Task description:
Please repeat the data shown below, word for word.

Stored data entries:

--

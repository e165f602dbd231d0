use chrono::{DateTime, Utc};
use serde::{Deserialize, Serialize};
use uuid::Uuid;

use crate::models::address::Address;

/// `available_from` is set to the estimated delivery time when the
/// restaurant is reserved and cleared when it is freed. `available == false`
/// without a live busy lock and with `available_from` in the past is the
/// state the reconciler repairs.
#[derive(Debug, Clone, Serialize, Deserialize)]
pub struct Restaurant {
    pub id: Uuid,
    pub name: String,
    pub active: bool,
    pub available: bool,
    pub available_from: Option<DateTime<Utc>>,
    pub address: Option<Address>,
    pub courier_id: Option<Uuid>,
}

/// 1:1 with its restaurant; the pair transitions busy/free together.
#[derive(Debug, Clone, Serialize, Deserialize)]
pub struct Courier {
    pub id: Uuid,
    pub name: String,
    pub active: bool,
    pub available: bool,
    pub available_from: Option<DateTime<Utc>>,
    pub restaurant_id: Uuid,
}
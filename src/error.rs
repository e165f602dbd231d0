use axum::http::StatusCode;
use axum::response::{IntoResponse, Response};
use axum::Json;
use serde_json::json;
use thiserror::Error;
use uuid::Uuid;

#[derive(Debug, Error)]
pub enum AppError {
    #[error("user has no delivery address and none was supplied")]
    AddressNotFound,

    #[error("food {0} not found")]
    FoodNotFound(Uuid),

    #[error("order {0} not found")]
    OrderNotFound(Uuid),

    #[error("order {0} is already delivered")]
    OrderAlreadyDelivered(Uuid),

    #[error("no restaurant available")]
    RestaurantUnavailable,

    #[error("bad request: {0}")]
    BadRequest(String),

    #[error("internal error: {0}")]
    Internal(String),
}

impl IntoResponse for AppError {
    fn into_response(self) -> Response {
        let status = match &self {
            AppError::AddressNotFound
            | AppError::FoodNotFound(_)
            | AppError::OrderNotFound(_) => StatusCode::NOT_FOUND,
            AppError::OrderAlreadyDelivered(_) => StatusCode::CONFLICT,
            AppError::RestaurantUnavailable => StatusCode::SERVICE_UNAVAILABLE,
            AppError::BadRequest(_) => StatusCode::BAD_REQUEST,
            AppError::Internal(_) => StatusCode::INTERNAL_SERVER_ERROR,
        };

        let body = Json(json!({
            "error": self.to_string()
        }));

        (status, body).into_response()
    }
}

--

The answer:
repository e165f602dbd231d0
use chrono::{DateTime, Utc};
use serde::{Deserialize, Serialize};
use uuid::Uuid;

use crate::models::address::Address;

/// `available_from` is set to the estimated delivery time when the
/// restaurant is reserved and cleared when it is freed. `available == false`
/// without a live busy lock and with `available_from` in the past is the
/// state the reconciler repairs.
#[derive(Debug, Clone, Serialize, Deserialize)]
pub struct Restaurant {
    pub id: Uuid,
    pub name: String,
    pub active: bool,
    pub available: bool,
    pub available_from: Option<DateTime<Utc>>,
    pub address: Option<Address>,
    pub courier_id: Option<Uuid>,
}

/// 1:1 with its restaurant; the pair transitions busy/free together.
#[derive(Debug, Clone, Serialize, Deserialize)]
pub struct Courier {
    pub id: Uuid,
    pub name: String,
    pub active: bool,
    pub available: bool,
    pub available_from: Option<DateTime<Utc>>,
    pub restaurant_id: Uuid,
}
filename src/error.rs
repository e165f602dbd231d0
use axum::http::StatusCode;
use axum::response::{IntoResponse, Response};
use axum::Json;
use serde_json::json;
use thiserror::Error;
use uuid::Uuid;

#[derive(Debug, Error)]
pub enum AppError {
    #[error("user has no delivery address and none was supplied")]
    AddressNotFound,

    #[error("food {0} not found")]
    FoodNotFound(Uuid),

    #[error("order {0} not found")]
    OrderNotFound(Uuid),

    #[error("order {0} is already delivered")]
    OrderAlreadyDelivered(Uuid),

    #[error("no restaurant available")]
    RestaurantUnavailable,

    #[error("bad request: {0}")]
    BadRequest(String),

    #[error("internal error: {0}")]
    Internal(String),
}

impl IntoResponse for AppError {
    fn into_response(self) -> Response {
        let status = match &self {
            AppError::AddressNotFound
            | AppError::FoodNotFound(_)
            | AppError::OrderNotFound(_) => StatusCode::NOT_FOUND,
            AppError::OrderAlreadyDelivered(_) => StatusCode::CONFLICT,
            AppError::RestaurantUnavailable => StatusCode::SERVICE_UNAVAILABLE,
            AppError::BadRequest(_) => StatusCode::BAD_REQUEST,
            AppError::Internal(_) => StatusCode::INTERNAL_SERVER_ERROR,
        };

        let body = Json(json!({
            "error": self.to_string()
        }));

        (status, body).into_response()
    }
}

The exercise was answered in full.